:: DATA IN THIS EXERCISE

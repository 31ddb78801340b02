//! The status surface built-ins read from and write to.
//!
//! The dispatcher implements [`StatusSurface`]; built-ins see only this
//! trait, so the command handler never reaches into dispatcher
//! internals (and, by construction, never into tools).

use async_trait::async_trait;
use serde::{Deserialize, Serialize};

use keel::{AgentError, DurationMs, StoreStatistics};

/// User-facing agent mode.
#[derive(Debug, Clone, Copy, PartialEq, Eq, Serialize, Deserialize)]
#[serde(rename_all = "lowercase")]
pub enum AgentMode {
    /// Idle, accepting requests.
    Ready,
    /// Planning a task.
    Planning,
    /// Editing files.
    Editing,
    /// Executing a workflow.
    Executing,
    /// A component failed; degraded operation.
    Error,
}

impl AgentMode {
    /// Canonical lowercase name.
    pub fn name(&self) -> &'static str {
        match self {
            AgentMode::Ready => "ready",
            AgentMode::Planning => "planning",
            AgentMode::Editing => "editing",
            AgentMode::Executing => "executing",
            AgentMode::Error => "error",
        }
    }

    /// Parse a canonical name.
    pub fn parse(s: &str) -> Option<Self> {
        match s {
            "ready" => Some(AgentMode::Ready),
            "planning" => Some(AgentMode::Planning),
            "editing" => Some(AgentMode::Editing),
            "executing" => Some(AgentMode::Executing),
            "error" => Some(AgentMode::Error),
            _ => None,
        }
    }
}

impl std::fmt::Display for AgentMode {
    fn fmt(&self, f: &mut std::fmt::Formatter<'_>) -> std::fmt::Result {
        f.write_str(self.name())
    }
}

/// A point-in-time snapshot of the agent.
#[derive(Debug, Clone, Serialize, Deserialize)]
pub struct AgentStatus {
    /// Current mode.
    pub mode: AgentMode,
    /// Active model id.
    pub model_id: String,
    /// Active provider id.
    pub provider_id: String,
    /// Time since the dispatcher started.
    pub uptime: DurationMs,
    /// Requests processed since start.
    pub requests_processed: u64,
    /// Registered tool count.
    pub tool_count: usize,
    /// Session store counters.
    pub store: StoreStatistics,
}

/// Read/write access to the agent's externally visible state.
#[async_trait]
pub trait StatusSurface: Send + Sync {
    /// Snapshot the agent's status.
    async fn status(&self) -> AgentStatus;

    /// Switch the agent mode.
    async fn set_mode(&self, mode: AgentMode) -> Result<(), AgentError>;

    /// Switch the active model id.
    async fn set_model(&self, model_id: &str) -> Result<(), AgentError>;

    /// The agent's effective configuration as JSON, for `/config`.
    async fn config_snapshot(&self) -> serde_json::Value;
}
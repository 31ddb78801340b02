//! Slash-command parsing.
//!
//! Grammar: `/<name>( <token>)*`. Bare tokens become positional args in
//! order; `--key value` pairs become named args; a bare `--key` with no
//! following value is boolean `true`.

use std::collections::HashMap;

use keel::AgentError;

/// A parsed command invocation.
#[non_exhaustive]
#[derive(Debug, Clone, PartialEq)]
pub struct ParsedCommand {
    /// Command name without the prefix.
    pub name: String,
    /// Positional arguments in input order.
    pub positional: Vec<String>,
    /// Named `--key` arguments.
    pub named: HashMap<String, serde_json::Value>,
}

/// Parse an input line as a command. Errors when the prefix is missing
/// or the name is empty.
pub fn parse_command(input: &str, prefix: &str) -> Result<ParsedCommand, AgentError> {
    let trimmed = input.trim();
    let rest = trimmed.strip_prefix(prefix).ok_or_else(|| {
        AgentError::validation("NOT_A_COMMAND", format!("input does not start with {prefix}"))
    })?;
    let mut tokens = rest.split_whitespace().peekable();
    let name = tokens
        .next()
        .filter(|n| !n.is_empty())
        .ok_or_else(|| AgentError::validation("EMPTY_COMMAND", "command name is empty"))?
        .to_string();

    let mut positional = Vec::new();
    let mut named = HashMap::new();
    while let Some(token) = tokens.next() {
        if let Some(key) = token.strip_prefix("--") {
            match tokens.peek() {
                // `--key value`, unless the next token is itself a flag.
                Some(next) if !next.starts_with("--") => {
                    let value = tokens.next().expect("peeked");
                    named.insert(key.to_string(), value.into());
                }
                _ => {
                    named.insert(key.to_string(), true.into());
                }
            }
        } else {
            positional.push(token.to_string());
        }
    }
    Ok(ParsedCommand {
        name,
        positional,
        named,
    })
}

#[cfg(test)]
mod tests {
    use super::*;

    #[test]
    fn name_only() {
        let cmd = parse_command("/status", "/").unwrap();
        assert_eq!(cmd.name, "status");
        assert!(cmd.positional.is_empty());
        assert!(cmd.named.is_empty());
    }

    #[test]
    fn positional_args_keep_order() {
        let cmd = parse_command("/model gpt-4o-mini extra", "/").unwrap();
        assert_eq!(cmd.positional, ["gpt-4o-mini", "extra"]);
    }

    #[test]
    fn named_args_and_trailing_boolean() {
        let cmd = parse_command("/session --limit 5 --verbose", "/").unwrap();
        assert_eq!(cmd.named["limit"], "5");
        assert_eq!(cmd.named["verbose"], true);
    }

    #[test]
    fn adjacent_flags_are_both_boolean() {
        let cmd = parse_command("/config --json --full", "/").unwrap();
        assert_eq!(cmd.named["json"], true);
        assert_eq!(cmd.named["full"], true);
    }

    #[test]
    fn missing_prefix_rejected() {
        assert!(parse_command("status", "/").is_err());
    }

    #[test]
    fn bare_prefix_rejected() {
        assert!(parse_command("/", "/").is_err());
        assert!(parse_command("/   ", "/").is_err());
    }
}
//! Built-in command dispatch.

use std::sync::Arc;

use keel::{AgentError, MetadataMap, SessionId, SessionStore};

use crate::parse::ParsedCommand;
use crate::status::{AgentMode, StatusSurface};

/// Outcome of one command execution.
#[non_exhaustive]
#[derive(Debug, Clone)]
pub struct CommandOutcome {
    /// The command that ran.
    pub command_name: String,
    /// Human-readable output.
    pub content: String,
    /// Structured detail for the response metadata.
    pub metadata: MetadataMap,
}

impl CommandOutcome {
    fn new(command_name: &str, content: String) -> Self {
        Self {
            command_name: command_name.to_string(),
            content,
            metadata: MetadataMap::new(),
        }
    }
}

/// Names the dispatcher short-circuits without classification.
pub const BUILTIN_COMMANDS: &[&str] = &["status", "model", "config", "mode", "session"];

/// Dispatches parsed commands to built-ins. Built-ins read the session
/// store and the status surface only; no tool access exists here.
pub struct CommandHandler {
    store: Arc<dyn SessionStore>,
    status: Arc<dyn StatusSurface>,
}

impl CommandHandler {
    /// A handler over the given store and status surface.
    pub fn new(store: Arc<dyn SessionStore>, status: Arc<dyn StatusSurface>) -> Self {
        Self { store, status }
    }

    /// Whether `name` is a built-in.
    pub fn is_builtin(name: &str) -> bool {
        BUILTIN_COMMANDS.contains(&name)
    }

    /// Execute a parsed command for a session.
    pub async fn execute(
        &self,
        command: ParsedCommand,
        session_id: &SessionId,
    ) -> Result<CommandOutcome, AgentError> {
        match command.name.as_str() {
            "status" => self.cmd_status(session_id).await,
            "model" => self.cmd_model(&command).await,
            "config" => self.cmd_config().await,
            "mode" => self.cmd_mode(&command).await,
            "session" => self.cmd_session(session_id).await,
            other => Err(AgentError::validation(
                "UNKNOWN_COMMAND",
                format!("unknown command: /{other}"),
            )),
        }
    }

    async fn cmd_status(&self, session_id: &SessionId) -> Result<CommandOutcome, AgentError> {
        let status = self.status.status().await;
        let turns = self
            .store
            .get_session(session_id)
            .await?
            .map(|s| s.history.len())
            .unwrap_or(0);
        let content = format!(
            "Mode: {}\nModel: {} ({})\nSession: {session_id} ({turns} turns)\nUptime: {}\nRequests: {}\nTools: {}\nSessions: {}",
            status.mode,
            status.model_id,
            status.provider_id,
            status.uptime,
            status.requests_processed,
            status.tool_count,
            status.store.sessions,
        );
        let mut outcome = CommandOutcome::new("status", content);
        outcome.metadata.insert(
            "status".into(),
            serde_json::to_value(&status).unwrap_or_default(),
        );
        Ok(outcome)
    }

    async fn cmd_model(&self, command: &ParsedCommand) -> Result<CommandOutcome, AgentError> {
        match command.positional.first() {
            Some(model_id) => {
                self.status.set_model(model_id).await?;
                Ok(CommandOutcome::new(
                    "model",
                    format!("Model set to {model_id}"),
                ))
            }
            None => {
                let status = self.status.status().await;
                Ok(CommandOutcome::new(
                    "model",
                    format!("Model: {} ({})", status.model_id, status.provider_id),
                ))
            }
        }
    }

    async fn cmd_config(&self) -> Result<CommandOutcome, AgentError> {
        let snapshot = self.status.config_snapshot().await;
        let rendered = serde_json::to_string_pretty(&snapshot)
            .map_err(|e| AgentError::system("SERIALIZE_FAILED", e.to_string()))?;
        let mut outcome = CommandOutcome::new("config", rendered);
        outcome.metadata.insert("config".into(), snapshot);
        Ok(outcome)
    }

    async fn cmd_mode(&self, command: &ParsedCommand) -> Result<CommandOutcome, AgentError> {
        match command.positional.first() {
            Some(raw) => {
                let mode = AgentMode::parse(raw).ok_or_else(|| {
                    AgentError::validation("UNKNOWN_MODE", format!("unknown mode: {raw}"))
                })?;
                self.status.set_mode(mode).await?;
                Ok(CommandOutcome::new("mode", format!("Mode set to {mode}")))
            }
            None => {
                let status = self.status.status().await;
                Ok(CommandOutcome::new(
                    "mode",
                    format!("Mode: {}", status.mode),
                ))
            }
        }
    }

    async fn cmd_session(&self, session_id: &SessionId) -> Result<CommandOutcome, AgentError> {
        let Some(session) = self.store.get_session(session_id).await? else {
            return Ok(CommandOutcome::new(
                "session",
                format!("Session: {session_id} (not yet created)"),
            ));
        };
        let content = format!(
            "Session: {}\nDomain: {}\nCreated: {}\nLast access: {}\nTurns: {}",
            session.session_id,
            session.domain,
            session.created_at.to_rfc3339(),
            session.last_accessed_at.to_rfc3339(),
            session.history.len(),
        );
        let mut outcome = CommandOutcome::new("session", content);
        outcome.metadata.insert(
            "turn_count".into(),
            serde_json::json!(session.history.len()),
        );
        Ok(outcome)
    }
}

::::

— WORK TO BE COMPLETED —
Take exactly the lines from the one containing "named.insert(key.to_string(), true.into());" through the one containing "use crate::parse::ParsedCommand;" in the data above, and output them with nothing added.

— ANSWER BELOW —
                    named.insert(key.to_string(), true.into());
                }
            }
        } else {
            positional.push(token.to_string());
        }
    }
    Ok(ParsedCommand {
        name,
        positional,
        named,
    })
}

#[cfg(test)]
mod tests {
    use super::*;

    #[test]
    fn name_only() {
        let cmd = parse_command("/status", "/").unwrap();
        assert_eq!(cmd.name, "status");
        assert!(cmd.positional.is_empty());
        assert!(cmd.named.is_empty());
    }

    #[test]
    fn positional_args_keep_order() {
        let cmd = parse_command("/model gpt-4o-mini extra", "/").unwrap();
        assert_eq!(cmd.positional, ["gpt-4o-mini", "extra"]);
    }

    #[test]
    fn named_args_and_trailing_boolean() {
        let cmd = parse_command("/session --limit 5 --verbose", "/").unwrap();
        assert_eq!(cmd.named["limit"], "5");
        assert_eq!(cmd.named["verbose"], true);
    }

    #[test]
    fn adjacent_flags_are_both_boolean() {
        let cmd = parse_command("/config --json --full", "/").unwrap();
        assert_eq!(cmd.named["json"], true);
        assert_eq!(cmd.named["full"], true);
    }

    #[test]
    fn missing_prefix_rejected() {
        assert!(parse_command("status", "/").is_err());
    }

    #[test]
    fn bare_prefix_rejected() {
        assert!(parse_command("/", "/").is_err());
        assert!(parse_command("/   ", "/").is_err());
    }
}
//! Built-in command dispatch.

use std::sync::Arc;

use keel::{AgentError, MetadataMap, SessionId, SessionStore};

use crate::parse::ParsedCommand;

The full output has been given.